Выбрать главу

Мне в голову не приходит ограждать Вячеслава Иванова или тем паче символизм в целом от любых нареканий. Нарекания возможны, и притом самые разные — от эстетических до, скажем, религиозно-аскетологических. Но уже в фантазии Ахматовой образ Иванова далеко отошел от реальности; достаточно вспомнить, что она возлагала на него ответственность за все версии, оценки и репутации, имеющие хождение в русском зарубежье. Свое отношение к «соблазнителю», «ловцу человеков» Ахматова, как совершенно верно отмечает М. Поливанов в предисловии ко «Второй книге», эффективно передала Надежде Яковлевне. (М. Поливанов цитирует ахматовские слова в передаче А. Наймана: «У меня есть такой прием: я кладу рядом с человеком свою мысль, но незаметно. И через некоторое время он искренне убежден, что это ему самому в голову пришло».) А в уме Надежды Яковлевны оно уже беспрепятственно дозревало почти до абсолютного, абстрактного неприятия, поскольку не наталкивалось в отличие от Ахматовой на опыт личного общения (не считать же того, что отец однажды взял ее на лекцию Вяч. Иванова, по собственным ее словам, «не то о Скрябине, не то о Метнере», а Осип Эмильевич в ее сопровождении нанес Вяч. Иванову визит в Баку).

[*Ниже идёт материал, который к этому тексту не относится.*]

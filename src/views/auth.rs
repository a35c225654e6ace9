use crate::Route;
use crate::session::{Session, sign_in};
use dioxus::prelude::*;

// take a username from the form, open a session and move on to the dashboard
#[component]
pub fn Auth() -> Element {
    let mut username = use_signal(|| "".to_string());
    let mut error = use_signal(|| None::<String>);
    let mut session = use_context::<Signal<Session>>();
    let nav = navigator();

    rsx! {
        div { id: "auth-page", class: "page",
            h1 { "Sign in" }
            form {
                label { r#for: "fusername", "Username:" }
                input {
                    r#type: "text",
                    id: "form-username",
                    r#name: "fusername",
                    placeholder: "Your username",
                    value: "{username}",
                    oninput: move |event| username.set(event.value()),
                }
                button {
                    id: "submit",
                    r#type: "submit",
                    onclick: move |_| async move {
                        match sign_in(username.to_string()).await {
                            Ok(active) => {
                                session.set(active);
                                nav.push(Route::Dashboard {});
                            }
                            Err(e) => error.set(Some(format!("Sign in failed: {e}"))),
                        }
                    },
                    "Sign in"
                }
            }
            if let Some(message) = error() {
                p { class: "error-message", "{message}" }
            }
        }
    }
}
use crate::Route;
use crate::session::Session;
use dioxus::prelude::*;

/// True when the current route shows no navigation chrome at all.
/// Only the landing page hides the bar; the session state never does.
fn hides_chrome(route: &Route) -> bool {
    matches!(route, Route::Landing {})
}

/// Active styling follows exact route equality, no prefix matching.
fn nav_link_class(route: &Route, target: &Route) -> &'static str {
    if route == target { "nav-link active" } else { "nav-link" }
}

/// Layout component wrapping every routed page. On the landing page it
/// contributes nothing but the outlet; everywhere else it renders the brand
/// link, the Dashboard/Profile links with exact-match active styling, and the
/// profile and logout icon buttons.
#[component]
pub fn Navbar() -> Element {
    let route = use_route::<Route>();
    let nav = navigator();
    let mut session = use_context::<Signal<Session>>();

    if hides_chrome(&route) {
        return rsx! {
            Outlet::<Route> {}
        };
    }

    rsx! {
        nav { id: "navbar",
            div { class: "nav-left",
                Link { class: "brand", to: Route::Dashboard {},
                    span { class: "brand-mark", "📊" }
                    span { class: "brand-name", "SentiMent" }
                }
                Link {
                    class: nav_link_class(&route, &Route::Dashboard {}),
                    to: Route::Dashboard {},
                    "Dashboard"
                }
                Link {
                    class: nav_link_class(&route, &Route::Profile {}),
                    to: Route::Profile {},
                    "Profile"
                }
            }
            div { class: "nav-right",
                button {
                    class: "icon-button",
                    title: "Profile",
                    onclick: move |_| {
                        nav.push(Route::Profile {});
                    },
                    "👤"
                }
                button {
                    class: "icon-button",
                    title: "Log out",
                    // Session goes anonymous before the navigation command.
                    onclick: move |_| async move {
                        if let Err(e) = crate::session::sign_out().await {
                            log::error!("Sign out failed: {e}");
                        }
                        session.set(Session::Anonymous);
                        nav.push(Route::Landing {});
                    },
                    "🚪"
                }
            }
        }
        Outlet::<Route> {}
    }
}

#[cfg(test)]
mod tests {
    use super::*;

    #[test]
    fn chrome_is_hidden_only_on_the_landing_route() {
        assert!(hides_chrome(&Route::Landing {}));
        assert!(!hides_chrome(&Route::Auth {}));
        assert!(!hides_chrome(&Route::Dashboard {}));
        assert!(!hides_chrome(&Route::Profile {}));
        assert!(!hides_chrome(&Route::Chatbot {}));
        assert!(!hides_chrome(&Route::Channels {}));
        assert!(!hides_chrome(&Route::Twitter {}));
        assert!(!hides_chrome(&Route::NotFound { segments: vec![] }));
    }

    #[test]
    fn active_class_follows_exact_route_equality() {
        let dashboard = Route::Dashboard {};
        let profile = Route::Profile {};
        assert_eq!(nav_link_class(&dashboard, &dashboard), "nav-link active");
        assert_eq!(nav_link_class(&profile, &dashboard), "nav-link");
        assert_eq!(nav_link_class(&profile, &profile), "nav-link active");
        assert_eq!(nav_link_class(&dashboard, &profile), "nav-link");
    }

    #[test]
    fn dashboard_and_profile_are_never_both_active() {
        let routes = [
            Route::Auth {},
            Route::Dashboard {},
            Route::Profile {},
            Route::Chatbot {},
            Route::Channels {},
            Route::Twitter {},
        ];
        for route in &routes {
            let dashboard = nav_link_class(route, &Route::Dashboard {});
            let profile = nav_link_class(route, &Route::Profile {});
            assert!(!(dashboard.contains("active") && profile.contains("active")));
        }
    }
}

Из остроумного замечания О. Мандельштама об особой роли символистов в формировании у большевиков представлений о том, кого из деятелей старой культуры стоит беречь, развивается тенденция возлагать на Вяч. Иванова личную ответственность за все несправедливости, испытанные Мандельштамом и Ахматовой от нового режима. Кстати, замечу, что символистам была в довольно высокой степени свойственна способность творить «каноны», то есть производить отбор и делать его результаты импонирующими вне их собственного круга. Мы мало отдаем себе отчет, что именно они раз и навсегда утвердили высокий статус, например, для Тютчева; да ведь и Достоевского окончательно канонизировала именно символистская культура. Можно нападать на их «учительство», на «ловлю душ», но без него торжество варварства в нашей стране было куда более полным и необратимым. Моральное зло я вижу только в самом положении, когда культуре предлагается выживать в особой резервации; любое распределение пропусков в эту резервацию, по символистским ли спискам или другим, будет несправедливостью. Но положение это было создано, как известно, отнюдь не символистами. А затем и резервацию упразднили за ненадобностью.[1]

Не буду обсуждать формулировки, безоговорочно отлучающие Вяч. Иванова, да и символистов вообще, от христианства. Литературная критика не должна брать полномочий церковного суда; вполне достаточно сознаться, что поэты не богословы и, увы, не святые («И меньше всего благодать», — сказала о себе Ахматова); если, однако, они исповедуют себя христианами, приходится признавать их таковыми.

вернуться

1

Как кажется, и Мандельштаму и Ахматовой не повезло по одной простой причине. Те, кто был старше их и стяжал себе имя в литературе задолго до революции, воспринимались как ходячие памятники культуры, по отношению к которым возможен был до поры до времени подход как бы музейный. Их «несозвучность» меньше раздражала, поскольку преклонный возраст и устоявшаяся репутация служили для их прегрешений смягчающими обстоятельствами. Им было заведомо поздно перековываться; а если они делали шаг навстречу новой идеологии, работал эффект контраста. Те, кто, как их ровесник Пастернак, не успел сделаться известным прежде революционной поры, могли восприниматься как поэты «советские», ибо пришедшие в литературу вместе с Октябрем (для чего принадлежность к футуристической компании годилась, разумеется, больше, чем к акмеистической). Хуже всего было — уже сложиться и стать известными перед революцией, но еще не обрести статуса маститых. Мальчишка и девчонка, но старорежимные мальчишка и девчонка; и то и другое — несообразно надолго, для Мандельштама — пожизненно. «Другие с каждым днем все почтеннее, а я наоборот» — как сказано в «Четвертой прозе». Само собой разумеется, что это обстоятельство не было единственным, даже главным; но сбрасывать его со счетов не надо. Во всяком случае, оно болезненнее, обиднее любой чисто идеологической травли, потому что никто не поймет и не посочувствует: если для новых хозяев жизни ты старорежимен, то для старой интеллигенции — несолиден.